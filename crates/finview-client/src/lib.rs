//! HTTP client for the remote finance API
//!
//! The API follows REST conventions: token authentication via the
//! `Authorization: Token <token>` header and `limit`/`offset`
//! pagination with `{count, next, previous, results}` envelopes.
//!
//! The transaction list controller talks to this crate only through
//! the [`TransactionSource`] trait, so tests can substitute an
//! in-memory source.

pub mod error;
pub mod models;
pub mod session;

use serde::de::DeserializeOwned;
use serde::Serialize;
use std::sync::Arc;

pub use error::{ApiError, ApiResult};
pub use models::{
    Account, AccountPayload, AccountType, AccountTypePayload, BalancePoint, Bank, BankPayload,
    Budget, BudgetCategory, BudgetPayload, Category, CategoryPayload, Currency, CurrencyPayload,
    Paginated, RecordId, Transaction, TransactionPage, TransactionType, User,
};
pub use session::{Session, TokenResponse};

/// Paginated transaction endpoint the list controller fetches through
pub trait TransactionSource: Send + Sync {
    /// Fetch one page of the combined transaction list
    fn fetch_transactions(&self, params: &[(String, String)]) -> ApiResult<TransactionPage>;
}

/// Shared reference to a transaction source
pub type SourceRef = Arc<dyn TransactionSource>;

/// Combined income/expense transaction list endpoint
const TRANSACTIONS_PATH: &str = "/transactions/transactions/";

/// Page size used when draining reference collections
const REFERENCE_PAGE_LIMIT: u32 = 50;

/// Client for one API host, bound to an authenticated session
pub struct ApiClient {
    base_url: String,
    session: Session,
}

impl ApiClient {
    /// Create a client for `base_url` using an existing session
    pub fn new<U: Into<String>>(base_url: U, session: Session) -> Self {
        let mut base_url = base_url.into();
        while base_url.ends_with('/') {
            base_url.pop();
        }
        Self { base_url, session }
    }

    /// Exchange credentials for a session token
    pub fn login(base_url: &str, email: &str, password: &str) -> ApiResult<Session> {
        let base = base_url.trim_end_matches('/');
        let url = format!("{}/auth/token/login/", base);
        log::debug!("POST {}", url);
        let response: TokenResponse = ureq::post(&url)
            .send_json(serde_json::json!({
                "email": email,
                "password": password,
            }))?
            .body_mut()
            .read_json()?;
        Ok(response.into())
    }

    /// Invalidate the session token on the server
    pub fn logout(&self) -> ApiResult<()> {
        let url = self.url("/auth/token/logout/");
        log::debug!("POST {}", url);
        ureq::post(&url)
            .header("Authorization", &self.session.authorization())
            .send_empty()?;
        Ok(())
    }

    /// The authenticated user's profile
    pub fn current_user(&self) -> ApiResult<User> {
        self.get_json(&self.url("/users/me/"))
    }

    // ==================== Transactions ====================

    /// One page of the combined transaction list
    ///
    /// `params` is the flat parameter bag produced by the query
    /// translator: `offset`, `limit`, `ordering` and one entry per
    /// active filter.
    pub fn transactions(&self, params: &[(String, String)]) -> ApiResult<TransactionPage> {
        let mut url = self.url(TRANSACTIONS_PATH);
        if !params.is_empty() {
            let query: Vec<String> = params
                .iter()
                .map(|(key, value)| format!("{}={}", key, urlencoding::encode(value)))
                .collect();
            url = format!("{}?{}", url, query.join("&"));
        }
        self.get_json(&url)
    }

    // ==================== Reference Collections ====================

    /// All currencies
    pub fn currencies(&self) -> ApiResult<Vec<Currency>> {
        self.list_page("/currencies/")
    }

    /// All account types
    pub fn account_types(&self) -> ApiResult<Vec<AccountType>> {
        self.list_page("/accountTypes/")
    }

    /// All banks
    pub fn banks(&self) -> ApiResult<Vec<Bank>> {
        self.list_page("/banks/")
    }

    /// All income categories
    pub fn income_categories(&self) -> ApiResult<Vec<Category>> {
        self.list_page("/incomeCategories/")
    }

    /// All expense categories
    pub fn expense_categories(&self) -> ApiResult<Vec<Category>> {
        self.list_page("/expenseCategories/")
    }

    /// Income and expense categories merged, in that order
    pub fn categories(&self) -> ApiResult<Vec<Category>> {
        let mut categories = self.income_categories()?;
        categories.extend(self.expense_categories()?);
        Ok(categories)
    }

    /// All accounts, drained across pages
    pub fn accounts(&self) -> ApiResult<Vec<Account>> {
        let first = format!("{}?limit={}", self.url("/accounts/"), REFERENCE_PAGE_LIMIT);
        self.fetch_all_paginated(first)
    }

    /// All budgets with computed spending totals
    pub fn budgets(&self) -> ApiResult<Vec<Budget>> {
        let page: Paginated<Budget> = self.get_json(&self.url("/budgets/"))?;
        Ok(page.results)
    }

    /// Balance history of one account over a date range, drained across pages
    pub fn balance_history(
        &self,
        account: RecordId,
        start_date: &str,
        end_date: &str,
    ) -> ApiResult<Vec<BalancePoint>> {
        let first = format!(
            "{}?limit={}&start_date={}&end_date={}",
            self.url(&format!("/accounts/{}/balance-history/", account)),
            REFERENCE_PAGE_LIMIT,
            urlencoding::encode(start_date),
            urlencoding::encode(end_date),
        );
        self.fetch_all_paginated(first)
    }

    // ==================== Currency CRUD ====================

    /// Create a currency
    pub fn add_currency(&self, payload: &CurrencyPayload) -> ApiResult<Currency> {
        self.post_json(&self.url("/currencies/"), payload)
    }

    /// Update a currency
    pub fn update_currency(&self, id: RecordId, payload: &CurrencyPayload) -> ApiResult<Currency> {
        self.put_json(&self.url(&format!("/currencies/{}/", id)), payload)
    }

    /// Delete a currency
    pub fn delete_currency(&self, id: RecordId) -> ApiResult<()> {
        self.delete(&self.url(&format!("/currencies/{}/", id)))
    }

    // ==================== Account Type CRUD ====================

    /// Create an account type
    pub fn add_account_type(&self, payload: &AccountTypePayload) -> ApiResult<AccountType> {
        self.post_json(&self.url("/accountTypes/"), payload)
    }

    /// Update an account type
    pub fn update_account_type(
        &self,
        id: RecordId,
        payload: &AccountTypePayload,
    ) -> ApiResult<AccountType> {
        self.put_json(&self.url(&format!("/accountTypes/{}/", id)), payload)
    }

    /// Delete an account type
    pub fn delete_account_type(&self, id: RecordId) -> ApiResult<()> {
        self.delete(&self.url(&format!("/accountTypes/{}/", id)))
    }

    // ==================== Bank CRUD ====================

    /// Create a bank
    pub fn add_bank(&self, payload: &BankPayload) -> ApiResult<Bank> {
        self.post_json(&self.url("/banks/"), payload)
    }

    /// Update a bank
    pub fn update_bank(&self, id: RecordId, payload: &BankPayload) -> ApiResult<Bank> {
        self.put_json(&self.url(&format!("/banks/{}/", id)), payload)
    }

    /// Delete a bank
    pub fn delete_bank(&self, id: RecordId) -> ApiResult<()> {
        self.delete(&self.url(&format!("/banks/{}/", id)))
    }

    // ==================== Account CRUD ====================

    /// Create an account
    pub fn add_account(&self, payload: &AccountPayload) -> ApiResult<Account> {
        self.post_json(&self.url("/accounts/"), payload)
    }

    /// Update an account
    pub fn update_account(&self, id: RecordId, payload: &AccountPayload) -> ApiResult<Account> {
        self.put_json(&self.url(&format!("/accounts/{}/", id)), payload)
    }

    /// Delete an account
    pub fn delete_account(&self, id: RecordId) -> ApiResult<()> {
        self.delete(&self.url(&format!("/accounts/{}/", id)))
    }

    // ==================== Category CRUD ====================

    /// Create a category of the given kind
    pub fn add_category(
        &self,
        kind: TransactionType,
        payload: &CategoryPayload,
    ) -> ApiResult<Category> {
        self.post_json(&self.url(category_path(kind)), payload)
    }

    /// Update a category of the given kind
    pub fn update_category(
        &self,
        kind: TransactionType,
        id: RecordId,
        payload: &CategoryPayload,
    ) -> ApiResult<Category> {
        self.put_json(&self.url(&format!("{}{}/", category_path(kind), id)), payload)
    }

    /// Delete a category of the given kind
    pub fn delete_category(&self, kind: TransactionType, id: RecordId) -> ApiResult<()> {
        self.delete(&self.url(&format!("{}{}/", category_path(kind), id)))
    }

    // ==================== Budget CRUD ====================

    /// Create a budget
    pub fn add_budget(&self, payload: &BudgetPayload) -> ApiResult<Budget> {
        self.post_json(&self.url("/budgets/"), payload)
    }

    /// Update a budget
    pub fn update_budget(&self, id: RecordId, payload: &BudgetPayload) -> ApiResult<Budget> {
        self.put_json(&self.url(&format!("/budgets/{}/", id)), payload)
    }

    /// Delete a budget
    pub fn delete_budget(&self, id: RecordId) -> ApiResult<()> {
        self.delete(&self.url(&format!("/budgets/{}/", id)))
    }

    // ==================== Request Helpers ====================

    fn url(&self, path: &str) -> String {
        format!("{}{}", self.base_url, path)
    }

    /// First page of a reference collection
    fn list_page<T: DeserializeOwned>(&self, path: &str) -> ApiResult<Vec<T>> {
        let url = format!("{}?limit={}", self.url(path), REFERENCE_PAGE_LIMIT);
        let page: Paginated<T> = self.get_json(&url)?;
        Ok(page.results)
    }

    /// Drain a paginated collection by following `next` links
    fn fetch_all_paginated<T: DeserializeOwned>(&self, first_url: String) -> ApiResult<Vec<T>> {
        let mut results = Vec::new();
        let mut next_url = Some(first_url);
        while let Some(url) = next_url {
            let page: Paginated<T> = self.get_json(&url)?;
            results.extend(page.results);
            next_url = page.next;
        }
        Ok(results)
    }

    fn get_json<T: DeserializeOwned>(&self, url: &str) -> ApiResult<T> {
        log::debug!("GET {}", url);
        let mut response = ureq::get(url)
            .header("Authorization", &self.session.authorization())
            .call()?;
        Ok(response.body_mut().read_json()?)
    }

    fn post_json<T: DeserializeOwned, B: Serialize>(&self, url: &str, body: &B) -> ApiResult<T> {
        log::debug!("POST {}", url);
        let mut response = ureq::post(url)
            .header("Authorization", &self.session.authorization())
            .send_json(body)?;
        Ok(response.body_mut().read_json()?)
    }

    fn put_json<T: DeserializeOwned, B: Serialize>(&self, url: &str, body: &B) -> ApiResult<T> {
        log::debug!("PUT {}", url);
        let mut response = ureq::put(url)
            .header("Authorization", &self.session.authorization())
            .send_json(body)?;
        Ok(response.body_mut().read_json()?)
    }

    fn delete(&self, url: &str) -> ApiResult<()> {
        log::debug!("DELETE {}", url);
        ureq::delete(url)
            .header("Authorization", &self.session.authorization())
            .call()?;
        Ok(())
    }
}

fn category_path(kind: TransactionType) -> &'static str {
    match kind {
        TransactionType::Income => "/incomeCategories/",
        TransactionType::Expense => "/expenseCategories/",
    }
}

impl TransactionSource for ApiClient {
    fn fetch_transactions(&self, params: &[(String, String)]) -> ApiResult<TransactionPage> {
        self.transactions(params)
    }
}

#[cfg(test)]
mod tests {
    use super::*;

    #[test]
    fn test_base_url_normalization() {
        let client = ApiClient::new("http://localhost:8000/api/v1/", Session::new("t"));
        assert_eq!(
            client.url("/currencies/"),
            "http://localhost:8000/api/v1/currencies/"
        );
    }

    #[test]
    fn test_category_path_by_kind() {
        assert_eq!(category_path(TransactionType::Income), "/incomeCategories/");
        assert_eq!(category_path(TransactionType::Expense), "/expenseCategories/");
    }
}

> **THE PROBLEM**:
Check each line of the material for the string "TokenResponse" and say how many lines have it. Give the number only.

> **FINAL ANSWER**:
2